The former is static, while the latter break off and travel to other parts of the body such as the lungs (causing a pulmonary embolism). Both conditions block the passage of blood and can cause serious damage and even death.

The contraceptive pill: 0.05 and 0.12 per cent

The datum that is indeed correct is the development of blood clots in people taking the contraceptive pills, but only for the concrete case of venous thromboembolism: the range varies from 500 to 1200 cases per million of users, as the Spanish Agency for Medicines and Health Products (AEMPS, in Spanish) publishes.

The risk, even so, “is considered very low”. It varies depending on the drug and is “higher during the first year, at reinitiating its use after a minimum stop of four weeks and in women with risk factors”. The pill is not associated with arterial problems, explained José Román Escudero, Director of Angiology, Vascular and Endovascular surgery from Hospital de la Santa Creu i Sant Pau, to Verificat.

Tobacco

The numbers of risk tied to smoking come from a study about cases of venous thromboembolism (deep venous thrombosis and pulmonary embolisms). There is evidence, however, pointing that smoking is also a risk factor to suffer arterial clots, which is not contemplated in this viral graphic.

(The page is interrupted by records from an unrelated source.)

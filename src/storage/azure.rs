//! Azure Blob Storage backend.
//!
//! Talks to the Azure Blob REST API with `reqwest` for the few calls the
//! labelling engine needs:
//!   `list_prefixes()`   -> List Blobs with `delimiter=/` (BlobPrefix entries)
//!   `list_blob_page()`  -> List Blobs without delimiter, one `marker` page
//!   `download_to()`     -> Get Blob on a SAS-qualified URL, streamed to disk
//!   `read_blob()`       -> Get Blob signed with Shared Key
//!
//! Read tokens are container Service SAS tokens signed locally with the
//! account key (see [`super::sas`]); no round trip is needed to mint one.
//!
//! Credentials come from the `storage` config section.  An empty
//! `account_key` falls back to the `AZURE_STORAGE_KEY` environment variable.

use base64::engine::general_purpose::STANDARD as BASE64_STANDARD;
use base64::Engine;
use bytes::Bytes;
use garde::Validate;
use hmac::{Hmac, Mac};
use quick_xml::events::Event;
use quick_xml::Reader;
use reqwest::StatusCode;
use sha2::Sha256;
use std::future::Future;
use std::path::Path;
use std::pin::Pin;
use std::sync::OnceLock;
use tokio::io::AsyncWriteExt;
use tracing::{debug, info};

use super::backend::{BlobItem, BlobPage, BlobStore, TokenWindow};
use super::sas::{ContainerSas, PERMISSION_READ};
use crate::config::StorageConfig;
use crate::errors::{ConfigError, TransportError};

/// Azure REST API version used for all requests.
const AZURE_API_VERSION: &str = "2023-11-03";

/// Percent-encoding set for Azure blob names: encode everything except
/// unreserved characters and '/'.
const AZURE_BLOB_ENCODE_SET: percent_encoding::AsciiSet = percent_encoding::NON_ALPHANUMERIC
    .remove(b'-')
    .remove(b'_')
    .remove(b'.')
    .remove(b'~')
    .remove(b'/');

/// Percent-encoding set for query values.
const AZURE_QUERY_ENCODE_SET: percent_encoding::AsciiSet = percent_encoding::NON_ALPHANUMERIC
    .remove(b'-')
    .remove(b'_')
    .remove(b'.')
    .remove(b'~');

/// Credential input checked before any client is built.
#[derive(Debug, Validate)]
pub struct AzureCredentials {
    /// Storage account: 3-24 lowercase letters and digits.
    #[garde(pattern(r"^[a-z0-9]{3,24}$"))]
    pub account: String,
    /// Container: 3-63 lowercase letters, digits and hyphens.
    #[garde(pattern(r"^[a-z0-9][a-z0-9\-]{1,61}[a-z0-9]$"))]
    pub container: String,
    /// Base64 account key.
    #[garde(length(min = 1))]
    pub account_key: String,
}

/// Blob store backed by one Azure storage account.
pub struct AzureBlobStore {
    /// Azure storage account name.
    account: String,
    /// Decoded account key, used for Shared Key and SAS signatures.
    key_bytes: Vec<u8>,
    /// Blob service endpoint, without trailing slash.
    base_url: String,
    /// Path component of `base_url` (non-empty for path-style emulators).
    base_path: String,
    /// Allowed SAS protocols.
    protocol: &'static str,
    /// Per-request timeout.
    timeout: std::time::Duration,
    /// HTTP client, created on first `connect()`.
    client: OnceLock<reqwest::Client>,
}

/// Parsed List Blobs response.
#[derive(Debug, Default, PartialEq, Eq)]
pub struct ListBlobsResponse {
    /// `<Blob><Name>` values.
    pub blobs: Vec<String>,
    /// `<BlobPrefix><Name>` values (only with a delimiter).
    pub prefixes: Vec<String>,
    /// Non-empty `<NextMarker>`.
    pub next_marker: Option<String>,
}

In this sense, Rodrigo explains that the risk of suffering a clot not only depends on the fact of smoking, but also on variable factors, such as the intensity of consumption, or personal, such as age or physical condition. For this, it is difficult to assert that smoking has a concrete percentage of causing clots.

Clots, vaccines,

and COVID-19

The datum of infections by COVID-19 (16.5 per cent) refers to patients who have developed a pulmonary embolism. Of these, 42.4 per cent also developed deep venous thrombosis.

In total, 14.8 per cent of COVID-19 hospitalised people have suffered this type of thrombosis, according to a pooled analysis of 27 studies with more than 3,000 patients worldwide.

In the case of AstraZeneca/Oxford vaccine, the European Medicines Agency (EMA) is only studying “thrombotic events and cerebral venous sinus thrombosis (a rate type of thrombosis in the brain)” and analyse them combined with low platelets levels (thrombocytopenia). These cases are therefore different from those studied cases of severe COVID-19.

Although at first instance, EMA first raised the alarm due to thrombotic and thromboembolic episodes in general, after analysing the data the focus of attention changed towards the number of combined cases with thrombocytopenia.

“The frequency at which they occur in the population is difficult to estimate due to its rareness,” explained Adelaida Sarukhan, immunologist and scientific writer at ISGlobal, to Verificat.

The UK considers these events as “extremely rare” and the most updated cases denote about five cases per million of vaccinated people with AstraZeneca. In Spain, 12 cases related to the injection among the 2.5 million of vaccinated people are being studied, as Fernando Simón, Head of the Health Alerts and Emergencies Coordination Centre, explained in a press conference.

These numbers would also give an incidence of about five cases per million of immunised people. At a global level there are between 1 and 10 cases per million.

Thrombi generated by Janssen’s vaccine are even rarer. The United States reported eight cases of the rare thrombotic events combined with low platelet levels among the seven million people vaccinated on April 13.

After an emergency meeting with the Pharmacovigilance Risk Assessment Committee, the EMA has confirmed the numbers and the similarity to the AstraZeneca vaccination cases.

Half of thrombi are due

to unknown causes

45 per cent of thrombi have unknown causes, according to the Riete register, a database with more than 90,000 patients in 24 countries which is updated month by month.

Rodrigo explains that this lack of knowledge about what the common trigger may be has made it possible to put the spotlight on the vaccine. “There have been millions of vaccinated people in a short time and with more surveillance,” he points out. “This means that there is extraordinary surveillance. If we did so with more drugs, we would probably find a common trigger,” he explains.

After the unknown cases, the more usual reasons causing clots are immobilisation, cancer, surgery, hormone treatment, travelling or pregnancy, according to Riete numbers.